Kasus Ahmed Mohamed, remaja yang sempat
diborgol polisi hanya karena memamerkan jam kreasinya di sekolah,
menunjukkan masih adanya prasangka negatif masyarakat Amerika Serikat
atas umat Muslim di negara itu. Bagaimana Amerika bisa mewujudkan ambisi menjadi negara pengusung
demokrasi nomor satu di dunia jika sebagian warganya masih belum jernih
melihat bahwa Islam dan Muslim tak identik dengan terorisme?

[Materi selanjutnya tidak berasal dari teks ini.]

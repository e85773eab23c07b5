//! DOM side of the enhanced features: toasts, back-to-top, progress bar,
//! card reveal and lazy images.

use std::cell::RefCell;
use std::rc::{Rc, Weak};
use std::time::Duration;

use wasm_bindgen::prelude::*;
use web_sys::{Element, ScrollBehavior, ScrollToOptions};

use rsx_client::delay;

use super::App;
use super::dom::{self, Listener, Observer};
use crate::reveal::{
    ANIMATE_IN_CLASS, HIDDEN_STYLE, LAZY_CLASS, LAZY_SELECTOR, LazyImages, REVEAL_SELECTOR, REVEALED_STYLE,
    RevealTracker,
};
use crate::scroll;
use crate::toast::{self, Toast, ToastId, ToastKind, ToastStack};

const TOAST_ID_ATTR: &str = "data-toast-id";

/// Elements and handles created once per page.
pub struct FeatureDom {
    toast_container: Element,
    _listeners: Vec<Listener>,
    _observers: Vec<Observer>,
}

pub fn install(app: &Rc<App>) -> Result<FeatureDom, JsValue> {
    let window = dom::window()?;
    let doc = dom::document()?;
    let body = doc.body().ok_or_else(|| JsValue::from_str("no body"))?;
    let mut listeners = Vec::new();

    let toast_container = doc.create_element("div")?;
    toast_container.set_class_name("toast-container");
    body.append_child(&toast_container)?;
    let weak = Rc::downgrade(app);
    listeners.push(Listener::new(&toast_container, "click", move |event| close_toast(&weak, &event))?);

    let button = doc.create_element("button")?;
    button.set_class_name("back-to-top");
    button.set_inner_html(r#"<i class="fas fa-chevron-up"></i>"#);
    button.set_attribute("aria-label", "Voltar ao topo")?;
    body.append_child(&button)?;

    let progress = doc.create_element("div")?;
    progress.set_class_name("progress-bar");
    body.append_child(&progress)?;

    let weak = Rc::downgrade(app);
    let win = window.clone();
    let scroll_button = button.clone();
    listeners.push(Listener::new(&window, "scroll", move |_| {
        let Some(app) = weak.upgrade() else { return };
        let offset = win.scroll_y().unwrap_or(0.0);
        if let Some(visible) = app.controller.scrolled(offset) {
            dom::set_class(&scroll_button, "show", visible);
        }
        if let Some(root) = win.document().and_then(|d| d.document_element()) {
            let top = win.document().and_then(|d| d.body()).map_or(0, |b| b.scroll_top()).max(root.scroll_top());
            let width = scroll::progress_width(f64::from(top), f64::from(root.scroll_height()), f64::from(root.client_height()));
            dom::set_styles(&progress, &[("width", width.as_str())]);
        }
    })?);

    let weak = Rc::downgrade(app);
    let win = window.clone();
    listeners.push(Listener::new(&button, "click", move |_| {
        let options = ScrollToOptions::new();
        options.set_top(0.0);
        options.set_behavior(ScrollBehavior::Smooth);
        win.scroll_to_with_scroll_to_options(&options);
        if let Some(app) = weak.upgrade() {
            let _ = show_toast(&app, scroll::BACK_TO_TOP_MESSAGE, ToastKind::Info, Some(scroll::BACK_TO_TOP_TOAST));
        }
    })?);

    let observers = vec![observe_cards()?, observe_lazy_images()?];
    tracing::debug!("enhanced feature elements installed");

    Ok(FeatureDom { toast_container, _listeners: listeners, _observers: observers })
}

fn observe_cards() -> Result<Observer, JsValue> {
    let cards = dom::query_all(&dom::document()?, REVEAL_SELECTOR);
    for card in &cards {
        dom::set_styles(card, HIDDEN_STYLE);
    }

    let tracker = RefCell::new(RevealTracker::new(cards.len()));
    let targets = cards.clone();
    let observer = Observer::reveal(move |entry, _| {
        let target = entry.target();
        let Some(index) = targets.iter().position(|card| *card == target) else { return };
        if tracker.borrow_mut().on_intersect(index, entry.is_intersecting()) {
            let _ = target.class_list().add_1(ANIMATE_IN_CLASS);
            dom::set_styles(&target, REVEALED_STYLE);
        }
    })?;
    for card in &cards {
        observer.observe(card);
    }
    Ok(observer)
}

fn observe_lazy_images() -> Result<Observer, JsValue> {
    let images = dom::query_all(&dom::document()?, LAZY_SELECTOR);
    let sources = images.iter().map(|img| img.get_attribute("data-src").unwrap_or_default());

    let pending = RefCell::new(LazyImages::new(sources));
    let targets = images.clone();
    let observer = Observer::plain(move |entry, observer| {
        let target = entry.target();
        let Some(index) = targets.iter().position(|img| *img == target) else { return };
        if let Some(src) = pending.borrow_mut().on_intersect(index, entry.is_intersecting()) {
            let _ = target.set_attribute("src", &src);
            let _ = target.class_list().remove_1(LAZY_CLASS);
            observer.unobserve(&target);
        }
    })?;
    for img in &images {
        observer.observe(img);
    }
    Ok(observer)
}

/// Append a toast and schedule its enter and exit transitions.
pub fn show_toast(app: &Rc<App>, message: &str, kind: ToastKind, duration: Option<Duration>) -> Result<(), JsValue> {
    let Some(container) = app.features.borrow().as_ref().map(|f| f.toast_container.clone()) else {
        return Ok(());
    };
    let Some(id) = app.controller.show_toast(message, kind, duration) else {
        return Ok(());
    };
    let Some(toast) = app.controller.with_toasts(|toasts| toasts.get(id).cloned()).flatten() else {
        return Ok(());
    };

    let el = dom::document()?.create_element("div")?;
    el.set_class_name(&toast.class_list());
    el.set_attribute(TOAST_ID_ATTR, &id.get().to_string())?;
    el.set_inner_html(&toast.render().into_string());
    container.append_child(&el)?;

    let weak = Rc::downgrade(app);
    wasm_bindgen_futures::spawn_local(async move {
        delay::sleep(toast::ENTER_DELAY).await;
        let Some(class) = advance(&weak, id, ToastStack::reveal) else { return };
        el.set_class_name(&class);

        delay::sleep(toast.duration).await;
        let Some(class) = advance(&weak, id, ToastStack::begin_exit) else { return };
        el.set_class_name(&class);

        delay::sleep(toast::EXIT_DURATION).await;
        let removed = weak.upgrade().and_then(|app| app.controller.with_toasts(|toasts| toasts.remove(id)));
        if removed == Some(true) {
            el.remove();
        }
    });
    Ok(())
}

/// Apply a transition and return the new class list, or `None` once the toast is gone.
fn advance(app: &Weak<App>, id: ToastId, step: fn(&mut ToastStack, ToastId) -> bool) -> Option<String> {
    let app = app.upgrade()?;
    app.controller
        .with_toasts(|toasts| if step(toasts, id) { toasts.get(id).map(Toast::class_list) } else { None })
        .flatten()
}

fn close_toast(app: &Weak<App>, event: &web_sys::Event) {
    let Some(target) = dom::event_element(event) else { return };
    if !target.class_list().contains("toast-close") {
        return;
    }
    let Some(el) = target.closest(".toast").ok().flatten() else { return };
    if let (Some(app), Some(id)) = (app.upgrade(), el.get_attribute(TOAST_ID_ATTR).as_deref().and_then(ToastId::parse)) {
        app.controller.with_toasts(|toasts| toasts.remove(id));
    }
    el.remove();
}
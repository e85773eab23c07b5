//! SQLite-backed key-value store with pragma configuration.
//!
//! This is the native stand-in for the browser's `localStorage`: one
//! `kv_store` table, string keys and values, opened in WAL mode with
//! migrations applied on open.

use std::path::Path;

use async_trait::async_trait;
use tokio_rusqlite::{Connection, params, rusqlite};

use super::{KeyValueStore, migrations};
use crate::Error;

const PRAGMAS: &str = "PRAGMA journal_mode=WAL;
                       PRAGMA synchronous=NORMAL;
                       PRAGMA temp_store=MEMORY;";

/// Key-value store handle.
///
/// Wraps a tokio-rusqlite Connection that runs database operations
/// on a background thread.
#[derive(Clone, Debug)]
pub struct SqliteStore {
    pub(crate) conn: Connection,
}

impl SqliteStore {
    /// Open a database at the specified path.
    ///
    /// Creates the file if it doesn't exist, applies performance pragmas,
    /// and runs any pending migrations.
    pub async fn open(path: impl AsRef<Path>) -> Result<Self, Error> {
        let conn = Connection::open(path).await.map_err(|e| Error::Database(e.into()))?;
        Self::init(conn).await
    }

    /// Open an in-memory database for testing.
    pub async fn open_in_memory() -> Result<Self, Error> {
        let conn = Connection::open_in_memory()
            .await
            .map_err(|e| Error::Database(e.into()))?;
        Self::init(conn).await
    }

    async fn init(conn: Connection) -> Result<Self, Error> {
        conn.call(|conn| {
            conn.execute_batch(PRAGMAS)?;
            Ok(())
        })
        .await
        .map_err(Error::Database)?;

        migrations::run(&conn).await?;

        Ok(Self { conn })
    }
}

#[async_trait(?Send)]
impl KeyValueStore for SqliteStore {
    async fn get(&self, key: &str) -> Result<Option<String>, Error> {
        let key = key.to_string();
        self.conn
            .call(move |conn| -> Result<Option<String>, Error> {
                let mut stmt = conn.prepare("SELECT value FROM kv_store WHERE key = ?1")?;

                match stmt.query_row(params![key], |row| row.get(0)) {
                    Ok(value) => Ok(Some(value)),
                    Err(rusqlite::Error::QueryReturnedNoRows) => Ok(None),
                    Err(e) => Err(e.into()),
                }
            })
            .await
            .map_err(Error::from)
    }

    /// Insert or update a value.
    async fn set(&self, key: &str, value: &str) -> Result<(), Error> {
        let key = key.to_string();
        let value = value.to_string();
        let updated_at = chrono::Utc::now().to_rfc3339();

        self.conn
            .call(move |conn| -> Result<(), Error> {
                conn.execute(
                    "INSERT INTO kv_store (key, value, updated_at)
                    VALUES (?1, ?2, ?3)
                    ON CONFLICT(key) DO UPDATE SET
                        value = excluded.value,
                        updated_at = excluded.updated_at",
                    params![key, value, updated_at],
                )?;
                Ok(())
            })
            .await
            .map_err(Error::from)
    }

    async fn remove(&self, key: &str) -> Result<(), Error> {
        let key = key.to_string();
        self.conn
            .call(move |conn| -> Result<(), Error> {
                conn.execute("DELETE FROM kv_store WHERE key = ?1", params![key])?;
                Ok(())
            })
            .await
            .map_err(Error::from)
    }
}
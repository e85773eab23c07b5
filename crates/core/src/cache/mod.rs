//! Version-tagged fragment cache over a local key-value store.
//!
//! Fragments are stored as opaque HTML strings under one key per region,
//! with a single shared version tag:
//!
//! - `rsx_header_html`
//! - `rsx_footer_html`
//! - `rsx_components_version`
//!
//! A cached fragment is only served when the stored version tag equals the
//! running version. Stale entries are overwritten on the next successful
//! fetch and only deleted by an explicit clear.

#[cfg(not(target_arch = "wasm32"))]
pub mod connection;
pub mod memory;
#[cfg(not(target_arch = "wasm32"))]
pub mod migrations;

use async_trait::async_trait;

pub use crate::Error;
use crate::region::Region;

#[cfg(not(target_arch = "wasm32"))]
pub use connection::SqliteStore;
pub use memory::MemoryStore;

/// Key holding the version tag shared by all cached fragments.
pub const VERSION_KEY: &str = "rsx_components_version";

/// A local string key-value store (browser `localStorage`, SQLite, memory).
///
/// Futures are not `Send`: every store is driven from the single page thread.
#[async_trait(?Send)]
pub trait KeyValueStore {
    async fn get(&self, key: &str) -> Result<Option<String>, Error>;

    async fn set(&self, key: &str, value: &str) -> Result<(), Error>;

    async fn remove(&self, key: &str) -> Result<(), Error>;
}

#[async_trait(?Send)]
impl<S: KeyValueStore + ?Sized> KeyValueStore for &S {
    async fn get(&self, key: &str) -> Result<Option<String>, Error> {
        (**self).get(key).await
    }

    async fn set(&self, key: &str, value: &str) -> Result<(), Error> {
        (**self).set(key, value).await
    }

    async fn remove(&self, key: &str) -> Result<(), Error> {
        (**self).remove(key).await
    }
}

/// A fragment as read back from the store.
#[derive(Debug, Clone, PartialEq, Eq)]
pub struct CachedFragment {
    pub key: &'static str,
    pub html: String,
    pub version: String,
}

/// Fragment cache bound to one version tag.
#[derive(Debug, Clone)]
pub struct FragmentCache<S> {
    store: S,
    version: String,
}

impl<S: KeyValueStore> FragmentCache<S> {
    pub fn new(store: S, version: impl Into<String>) -> Self {
        Self { store, version: version.into() }
    }

    pub fn version(&self) -> &str {
        &self.version
    }

    pub fn store(&self) -> &S {
        &self.store
    }

    /// Read a region's fragment if it was stored under the running version.
    ///
    /// Empty stored fragments count as absent. Store failures are logged and
    /// treated as a miss.
    pub async fn get(&self, region: Region) -> Option<CachedFragment> {
        match self.lookup(region).await {
            Ok(hit) => hit,
            Err(e) => {
                tracing::warn!(region = %region, error = %e, "fragment cache read failed");
                None
            }
        }
    }

    async fn lookup(&self, region: Region) -> Result<Option<CachedFragment>, Error> {
        let Some(html) = self.store.get(region.cache_key()).await? else {
            return Ok(None);
        };
        if html.is_empty() {
            return Ok(None);
        }

        let version = self.store.get(VERSION_KEY).await?;
        if version.as_deref() != Some(self.version.as_str()) {
            tracing::debug!(
                region = %region,
                cached = version.as_deref().unwrap_or("<none>"),
                running = %self.version,
                "cached fragment has a stale version tag"
            );
            return Ok(None);
        }

        Ok(Some(CachedFragment { key: region.cache_key(), html, version: self.version.clone() }))
    }

    /// Store a freshly fetched fragment together with the running version tag.
    pub async fn put(&self, region: Region, html: &str) -> Result<(), Error> {
        self.store.set(region.cache_key(), html).await?;
        self.store.set(VERSION_KEY, &self.version).await
    }

    /// Remove both fragments and the version tag.
    pub async fn clear(&self) -> Result<(), Error> {
        for region in Region::ALL {
            self.store.remove(region.cache_key()).await?;
        }
        self.store.remove(VERSION_KEY).await
    }
}
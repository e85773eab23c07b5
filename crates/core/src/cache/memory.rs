//! In-memory key-value store.

use std::cell::RefCell;
use std::collections::HashMap;

use async_trait::async_trait;

use super::KeyValueStore;
use crate::Error;

/// Single-threaded in-memory store, used in tests and as a fallback when the
/// browser refuses `localStorage` access.
#[derive(Debug, Default)]
pub struct MemoryStore {
    entries: RefCell<HashMap<String, String>>,
}

impl MemoryStore {
    pub fn new() -> Self {
        Self::default()
    }

    pub fn len(&self) -> usize {
        self.entries.borrow().len()
    }

    pub fn is_empty(&self) -> bool {
        self.entries.borrow().is_empty()
    }
}

#[async_trait(?Send)]
impl KeyValueStore for MemoryStore {
    async fn get(&self, key: &str) -> Result<Option<String>, Error> {
        Ok(self.entries.borrow().get(key).cloned())
    }

    async fn set(&self, key: &str, value: &str) -> Result<(), Error> {
        self.entries.borrow_mut().insert(key.to_string(), value.to_string());
        Ok(())
    }

    async fn remove(&self, key: &str) -> Result<(), Error> {
        self.entries.borrow_mut().remove(key);
        Ok(())
    }
}
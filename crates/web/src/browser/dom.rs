//! Small DOM helpers and RAII handles for listeners and observers.

use js_sys::Array;
use wasm_bindgen::JsCast;
use wasm_bindgen::prelude::*;
use web_sys::{
    Document, Element, Event, EventTarget, HtmlElement, IntersectionObserver, IntersectionObserverEntry,
    IntersectionObserverInit, Node, Window,
};

use crate::reveal::{OBSERVER_ROOT_MARGIN, OBSERVER_THRESHOLD};

pub fn window() -> Result<Window, JsValue> {
    web_sys::window().ok_or_else(|| JsValue::from_str("no window"))
}

pub fn document() -> Result<Document, JsValue> {
    window()?.document().ok_or_else(|| JsValue::from_str("no document"))
}

pub fn query(doc: &Document, selector: &str) -> Option<Element> {
    doc.query_selector(selector).ok().flatten()
}

pub fn query_all(doc: &Document, selector: &str) -> Vec<Element> {
    let Ok(list) = doc.query_selector_all(selector) else {
        return Vec::new();
    };
    (0..list.length()).filter_map(|i| list.item(i)).filter_map(|node| node.dyn_into::<Element>().ok()).collect()
}

pub fn set_styles(el: &Element, styles: &[(&str, &str)]) {
    if let Some(el) = el.dyn_ref::<HtmlElement>() {
        let style = el.style();
        for (property, value) in styles {
            let _ = style.set_property(property, value);
        }
    }
}

pub fn set_display(el: &Element, visible: bool) {
    set_styles(el, &[("display", if visible { "block" } else { "none" })]);
}

pub fn set_class(el: &Element, class: &str, on: bool) {
    let _ = el.class_list().toggle_with_force(class, on);
}

/// Whether the event target lies inside `container`.
pub fn event_within(container: &Element, event: &Event) -> bool {
    event
        .target()
        .and_then(|target| target.dyn_into::<Node>().ok())
        .is_some_and(|node| container.contains(Some(&node)))
}

pub fn event_element(event: &Event) -> Option<Element> {
    event.target().and_then(|target| target.dyn_into::<Element>().ok())
}

/// An event listener that is removed from its target when dropped.
pub struct Listener {
    target: EventTarget,
    kind: &'static str,
    callback: Closure<dyn FnMut(Event)>,
}

impl Listener {
    pub fn new(target: &EventTarget, kind: &'static str, handler: impl FnMut(Event) + 'static) -> Result<Self, JsValue> {
        let callback = Closure::<dyn FnMut(Event)>::new(handler);
        target.add_event_listener_with_callback(kind, callback.as_ref().unchecked_ref())?;
        Ok(Self { target: target.clone(), kind, callback })
    }
}

impl Drop for Listener {
    fn drop(&mut self) {
        let _ = self.target.remove_event_listener_with_callback(self.kind, self.callback.as_ref().unchecked_ref());
    }
}

type ObserverCallback = Closure<dyn FnMut(Array, IntersectionObserver)>;

/// An intersection observer that disconnects when dropped.
pub struct Observer {
    observer: IntersectionObserver,
    _callback: ObserverCallback,
}

impl Observer {
    /// Observer using the page-wide reveal threshold and root margin.
    pub fn reveal(handler: impl FnMut(&IntersectionObserverEntry, &IntersectionObserver) + 'static) -> Result<Self, JsValue> {
        let options = IntersectionObserverInit::new();
        options.set_threshold(&JsValue::from_f64(OBSERVER_THRESHOLD));
        options.set_root_margin(OBSERVER_ROOT_MARGIN);
        Self::build(handler, &options)
    }

    /// Observer with browser defaults.
    pub fn plain(handler: impl FnMut(&IntersectionObserverEntry, &IntersectionObserver) + 'static) -> Result<Self, JsValue> {
        Self::build(handler, &IntersectionObserverInit::new())
    }

    fn build(
        mut handler: impl FnMut(&IntersectionObserverEntry, &IntersectionObserver) + 'static,
        options: &IntersectionObserverInit,
    ) -> Result<Self, JsValue> {
        let callback: ObserverCallback = Closure::new(move |entries: Array, observer: IntersectionObserver| {
            for entry in entries.iter() {
                if let Ok(entry) = entry.dyn_into::<IntersectionObserverEntry>() {
                    handler(&entry, &observer);
                }
            }
        });
        let observer = IntersectionObserver::new_with_options(callback.as_ref().unchecked_ref(), options)?;
        Ok(Self { observer, _callback: callback })
    }

    pub fn observe(&self, el: &Element) {
        self.observer.observe(el);
    }
}

impl Drop for Observer {
    fn drop(&mut self) {
        self.observer.disconnect();
    }
}
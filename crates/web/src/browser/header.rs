//! Behaviour attached after header and footer injection.
//!
//! Injection replaces the whole subtree, so every call re-queries fresh
//! elements. The returned handles replace the previous ones, which removes
//! the old document-level listeners.

use std::rc::Rc;

use wasm_bindgen::prelude::*;
use web_sys::Element;

use super::App;
use super::dom::{self, Listener, Observer};
use crate::menu::{ACTIVE_CLASS, MobileMenu};
use crate::reveal::{FOOTER_ID, FOOTER_VISIBLE_CLASS};

const MENU_TOGGLE_ID: &str = "mobileMenuToggle";
const MOBILE_NAV_ID: &str = "mobileNav";
const MOBILE_NAV_LINK: &str = ".mobile-nav-link";

pub fn bind_menu(app: &Rc<App>) -> Result<Vec<Listener>, JsValue> {
    let doc = dom::document()?;
    let (Some(toggle), Some(nav)) = (doc.get_element_by_id(MENU_TOGGLE_ID), doc.get_element_by_id(MOBILE_NAV_ID))
    else {
        return Ok(Vec::new());
    };

    let show = {
        let (toggle, nav) = (toggle.clone(), nav.clone());
        move |open: Option<bool>| {
            if let Some(open) = open {
                dom::set_class(&toggle, ACTIVE_CLASS, open);
                dom::set_class(&nav, ACTIVE_CLASS, open);
            }
        }
    };

    let mut listeners = Vec::new();

    let weak = Rc::downgrade(app);
    let apply = show.clone();
    listeners.push(Listener::new(&toggle, "click", move |_| {
        if let Some(app) = weak.upgrade() {
            apply(app.controller.with_menu(MobileMenu::toggle));
        }
    })?);

    for link in dom::query_all(&doc, MOBILE_NAV_LINK) {
        let weak = Rc::downgrade(app);
        let apply = show.clone();
        listeners.push(Listener::new(&link, "click", move |_| {
            if let Some(app) = weak.upgrade() {
                apply(app.controller.with_menu(MobileMenu::link_clicked));
            }
        })?);
    }

    let weak = Rc::downgrade(app);
    listeners.push(Listener::new(&doc, "click", move |event| {
        let inside = dom::event_within(&toggle, &event) || dom::event_within(&nav, &event);
        if let Some(app) = weak.upgrade() {
            show(app.controller.with_menu(|menu| menu.document_clicked(inside)));
        }
    })?);

    Ok(listeners)
}

pub fn bind_footer(app: &Rc<App>) -> Result<Option<Observer>, JsValue> {
    let Some(footer) = dom::document()?.get_element_by_id(FOOTER_ID) else {
        return Ok(None);
    };

    let weak = Rc::downgrade(app);
    let observer = Observer::reveal(move |entry, _| {
        let Some(app) = weak.upgrade() else { return };
        if app.controller.with_footer(|f| f.on_intersect(entry.is_intersecting())) == Some(true) {
            reveal(&entry.target());
        }
    })?;
    observer.observe(&footer);
    Ok(Some(observer))
}

fn reveal(footer: &Element) {
    let _ = footer.class_list().add_1(FOOTER_VISIBLE_CLASS);
}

Ironisnya,
stigma itu ditunjukkan oleh dua institusi yang sangat berpengaruh dalam
masyarakat, yaitu sekolah dan kepolisian.
Ahmed Mohamed, remaja
berusia 14 tahun itu datang ke sekolahnya MacArthur, yang terletak di
Kota Irving, negara bagian Texas pada Senin pagi, 14 September 2015
dengan penuh semangat. Hatinya membuncah karena berhasil merakit sebuah
jam digital dari kotak pensil. Remaja yang bercita-cita menjadi penemu itu begitu bangga dan yakin
gurunya akan memberi pujian pada karyanya. Namun bayangannya sirna saat
sang guru malah ketakutan dan memanggil polisi.